++++ Source data ++++

//! End-to-end flows through the service and the HTTP surface

mod common;

use common::*;
use rolegate::auth::{Action, Decision};
use rolegate::keys;
use rolegate::server::{serve, AppState, Envelope};
use rolegate::service::DeviceIssue;
use rolegate::storage::{KeyedStore, MemoryStore};
use serde_json::{json, Value};
use std::sync::Arc;
use tokio::net::TcpListener;
use tokio::sync::oneshot;

#[tokio::test]
async fn test_takeover_scenario() {
    let store: Arc<dyn KeyedStore> = Arc::new(MemoryStore::new());
    let transport = Arc::new(RecordingTransport::default());
    let service = service(store.clone(), transport.clone());
    let user = account(&service, "alice").await;

    // A acquires the role with no prior holder
    let a = expect_issued(service.issue_device(&user, device_request("transmitter", false)).await.unwrap());
    assert_eq!(service.authenticate(&a.client_id, "alice", &a.token).await, Decision::Allow);
    let a_control = format!("nfc_relay/clients/{}/control", a.client_id);
    assert_eq!(service.authorize(&a.client_id, &a_control, Action::Subscribe).await, Decision::Allow);

    // B without force: conflict, A untouched
    match service.issue_device(&user, device_request("transmitter", false)).await.unwrap() {
        DeviceIssue::Conflict(check) => {
            assert!(check.has_conflict);
            assert!(check.can_force_kick);
            assert_eq!(check.conflict_device.unwrap().client_id, a.client_id);
        }
        DeviceIssue::Issued(t) => panic!("expected conflict, got {}", t.client_id),
    }
    assert_eq!(service.authenticate(&a.client_id, "alice", &a.token).await, Decision::Allow);
    assert_eq!(store.queue_len(keys::KICK_QUEUE).await.unwrap(), 0);

    // B with force: A is queued for eviction, B holds the role
    let b = expect_issued(service.issue_device(&user, device_request("transmitter", true)).await.unwrap());
    assert_ne!(a.client_id, b.client_id);
    assert_eq!(store.queue_len(keys::KICK_QUEUE).await.unwrap(), 1);

    let holder = service
        .roles()
        .holder(&user.user_id, rolegate::Role::Transmitter)
        .await
        .unwrap()
        .unwrap();
    assert_eq!(holder.client_id, b.client_id);

    // The evicted device loses ACL access at once: its connection record is gone
    assert_eq!(service.authorize(&a.client_id, &a_control, Action::Subscribe).await, Decision::Deny);

    let background = service.spawn_background();
    let (svc, evicted) = (&service, &a);
    eventually(move || async move {
        svc.authenticate(&evicted.client_id, "alice", &evicted.token).await == Decision::Deny
    })
    .await;
    background.shutdown().await;

    assert_eq!(store.queue_len(keys::KICK_QUEUE).await.unwrap(), 0);
    assert_eq!(service.authenticate(&b.client_id, "alice", &b.token).await, Decision::Allow);
    let b_control = format!("nfc_relay/clients/{}/control", b.client_id);
    assert_eq!(service.authorize(&b.client_id, &b_control, Action::Publish).await, Decision::Allow);

    let published = transport.published.lock();
    assert_eq!(published.len(), 1);
    assert_eq!(published[0].0, a_control);
    assert_eq!(published[0].1["type"], "role_revoked");
    assert_eq!(published[0].1["kicked_by_client_id"], b.client_id.as_str());
    assert_eq!(*transport.disconnected.lock(), vec![a.client_id.clone()]);
}

#[tokio::test]
async fn test_user_topics_between_users() {
    let store: Arc<dyn KeyedStore> = Arc::new(MemoryStore::new());
    let service = service(store, Arc::new(RecordingTransport::default()));

    let alice = account(&service, "alice").await;
    let bob = account(&service, "bob").await;
    let root = account(&service, "root").await;

    let a = expect_issued(service.issue_device(&alice, device_request("receiver", false)).await.unwrap());
    let b = expect_issued(service.issue_device(&bob, device_request("receiver", false)).await.unwrap());
    let admin = expect_issued(service.issue_device(&root, device_request("admin", false)).await.unwrap());

    let alice_notes = "nfc_relay/user/alice/notifications";
    assert_eq!(service.authorize(&a.client_id, alice_notes, Action::Subscribe).await, Decision::Allow);
    assert_eq!(service.authorize(&b.client_id, alice_notes, Action::Subscribe).await, Decision::Deny);
    assert_eq!(service.authorize(&admin.client_id, alice_notes, Action::Subscribe).await, Decision::Allow);

    for id in [&a.client_id, &b.client_id, &admin.client_id] {
        assert_eq!(service.authorize(id, alice_notes, Action::Publish).await, Decision::Deny);
    }
    assert_eq!(
        service
            .authorize(&a.client_id, "nfc_relay/user/alice/notifications/extra", Action::Subscribe)
            .await,
        Decision::Deny
    );
    assert_eq!(
        service.authorize(&a.client_id, "nfc_relay/user/alice", Action::Subscribe).await,
        Decision::Deny
    );
}

struct TestServer {
    base: String,
    http: reqwest::Client,
    stop: Option<oneshot::Sender<()>>,
    handle: tokio::task::JoinHandle<std::io::Result<()>>,
}

impl TestServer {
    async fn start(service: rolegate::SessionService) -> Self {
        let listener = TcpListener::bind("127.0.0.1:0").await.unwrap();
        let addr = listener.local_addr().unwrap();
        let (stop, stopped) = oneshot::channel::<()>();
        let handle = tokio::spawn(serve(listener, AppState::new(service), async {
            let _ = stopped.await;
        }));
        Self {
            base: format!("http://{}", addr),
            http: reqwest::Client::new(),
            stop: Some(stop),
            handle,
        }
    }

    async fn post(&self, path: &str, body: &str) -> Value {
        let resp = self
            .http
            .post(format!("{}{}", self.base, path))
            .header("content-type", "application/json")
            .body(body.to_string())
            .send()
            .await
            .unwrap();
        assert_eq!(resp.status(), 200, "webhooks always answer 200");
        resp.json().await.unwrap()
    }

    async fn stop(mut self) {
        if let Some(stop) = self.stop.take() {
            let _ = stop.send(());
        }
        self.handle.await.unwrap().unwrap();
    }
}

#[tokio::test]
async fn test_http_surface() {
    let store: Arc<dyn KeyedStore> = Arc::new(MemoryStore::new());
    let service = service(store, Arc::new(RecordingTransport::default()));
    let issued = service.issue_account(uuid::Uuid::new_v4(), "alice").await.unwrap();
    let server = TestServer::start(service).await;

    let health = server.http.get(format!("{}/health", server.base)).send().await.unwrap();
    assert_eq!(health.text().await.unwrap(), "ok");

    // No account credential
    let resp = server
        .http
        .post(format!("{}/api/device-tokens", server.base))
        .json(&json!({"role": "receiver"}))
        .send()
        .await
        .unwrap();
    assert_eq!(resp.status(), 401);

    // Issue a device credential
    let resp = server
        .http
        .post(format!("{}/api/device-tokens", server.base))
        .header("x-token", &issued.token)
        .json(&json!({"role": "receiver", "device_info": {"device_model": "Pixel 8"}}))
        .send()
        .await
        .unwrap();
    assert_eq!(resp.status(), 200);
    assert!(resp.headers().get(rolegate::server::NEW_TOKEN_HEADER).is_none());
    let body: Envelope<Value> = resp.json().await.unwrap();
    assert_eq!(body.code, 0);
    let client_id = body.data["client_id"].as_str().unwrap().to_string();
    let token = body.data["token"].as_str().unwrap().to_string();
    assert_eq!(client_id, "alice-receiver-001");

    // Second device without force is a 409 carrying the holder
    let resp = server
        .http
        .post(format!("{}/api/device-tokens", server.base))
        .bearer_auth(&issued.token)
        .json(&json!({"role": "receiver"}))
        .send()
        .await
        .unwrap();
    assert_eq!(resp.status(), 409);
    let body: Value = resp.json().await.unwrap();
    assert_eq!(body["data"]["has_conflict"], true);
    assert_eq!(body["data"]["conflict_device"]["client_id"], client_id.as_str());
    assert_eq!(body["data"]["conflict_device"]["device_model"], "Pixel 8");

    // Broker webhooks
    let auth = server
        .post(
            "/auth",
            &json!({"clientid": client_id, "username": "alice", "password": token}).to_string(),
        )
        .await;
    assert_eq!(auth, json!({"result": "allow", "is_superuser": false}));

    let denied = server
        .post("/auth", r#"{"clientid":"alice-receiver-001","username":undefined,"password":undefined}"#)
        .await;
    assert_eq!(denied["result"], "deny");

    let garbage = server.post("/auth", "not json").await;
    assert_eq!(garbage["result"], "deny");

    let acl = server
        .post(
            "/acl",
            &json!({
                "clientid": client_id,
                "username": "alice",
                "topic": "nfc_relay/user/alice/status_updates",
                "action": "subscribe"
            })
            .to_string(),
        )
        .await;
    assert_eq!(acl, json!({"result": "allow"}));

    let hook = server
        .post(
            "/hooks/connection_status",
            &json!({"event": "client.disconnected", "clientid": client_id, "username": "alice", "disconnected_at": 1_700_000_000_000_i64, "reason": "normal"})
                .to_string(),
        )
        .await;
    assert_eq!(hook["result"], "ok");

    // Heartbeat with the device credential
    let resp = server
        .http
        .post(format!("{}/api/devices/heartbeat", server.base))
        .bearer_auth(&token)
        .send()
        .await
        .unwrap();
    assert_eq!(resp.status(), 200);

    // List, revoke, list again
    let list: Envelope<Vec<Value>> = server
        .http
        .get(format!("{}/api/device-tokens", server.base))
        .header("x-token", &issued.token)
        .send()
        .await
        .unwrap()
        .json()
        .await
        .unwrap();
    assert_eq!(list.data.len(), 1);
    assert_eq!(list.data[0]["holder"], client_id.as_str());

    let resp = server
        .http
        .delete(format!("{}/api/device-tokens/{}", server.base, client_id))
        .header("x-token", &issued.token)
        .send()
        .await
        .unwrap();
    assert_eq!(resp.status(), 200);

    let auth = server
        .post(
            "/auth",
            &json!({"clientid": client_id, "username": "alice", "password": token}).to_string(),
        )
        .await;
    assert_eq!(auth["result"], "deny");

    // Logout invalidates the account credential
    let resp = server
        .http
        .delete(format!("{}/api/session", server.base))
        .header("x-token", &issued.token)
        .send()
        .await
        .unwrap();
    assert_eq!(resp.status(), 200);
    let resp = server
        .http
        .get(format!("{}/api/device-tokens", server.base))
        .header("x-token", &issued.token)
        .send()
        .await
        .unwrap();
    assert_eq!(resp.status(), 401);

    server.stop().await;
}

#[tokio::test]
async fn test_refresh_headers() {
    let store: Arc<dyn KeyedStore> = Arc::new(MemoryStore::new());
    let config = rolegate::ServiceConfig {
        account_ttl: std::time::Duration::from_secs(300),
        account_buffer: std::time::Duration::from_secs(600),
        ..config()
    };
    let service = rolegate::SessionService::new(
        store,
        rolegate::transport::TransportHandle::unset(),
        config,
    );
    let issued = service.issue_account(uuid::Uuid::new_v4(), "alice").await.unwrap();
    let server = TestServer::start(service).await;

    let resp = server
        .http
        .get(format!("{}/api/device-tokens", server.base))
        .header("x-token", &issued.token)
        .send()
        .await
        .unwrap();
    assert_eq!(resp.status(), 200);

    let next = resp
        .headers()
        .get(rolegate::server::NEW_TOKEN_HEADER)
        .and_then(|v| v.to_str().ok())
        .unwrap()
        .to_string();
    assert_ne!(next, issued.token);
    assert!(resp.headers().get(rolegate::server::NEW_EXPIRES_AT_HEADER).is_some());

    // The successor works
    let resp = server
        .http
        .get(format!("{}/api/device-tokens", server.base))
        .header("x-token", &next)
        .send()
        .await
        .unwrap();
    assert_eq!(resp.status(), 200);

    server.stop().await;
}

++++

* [Exercise prompt]: Retype every line up to and including the one that contains "let transport = Arc::new(RecordingTransport::default());", beginning at the first line of the records, with no edits.

* [Task solution]:
//! End-to-end flows through the service and the HTTP surface

mod common;

use common::*;
use rolegate::auth::{Action, Decision};
use rolegate::keys;
use rolegate::server::{serve, AppState, Envelope};
use rolegate::service::DeviceIssue;
use rolegate::storage::{KeyedStore, MemoryStore};
use serde_json::{json, Value};
use std::sync::Arc;
use tokio::net::TcpListener;
use tokio::sync::oneshot;

#[tokio::test]
async fn test_takeover_scenario() {
    let store: Arc<dyn KeyedStore> = Arc::new(MemoryStore::new());
    let transport = Arc::new(RecordingTransport::default());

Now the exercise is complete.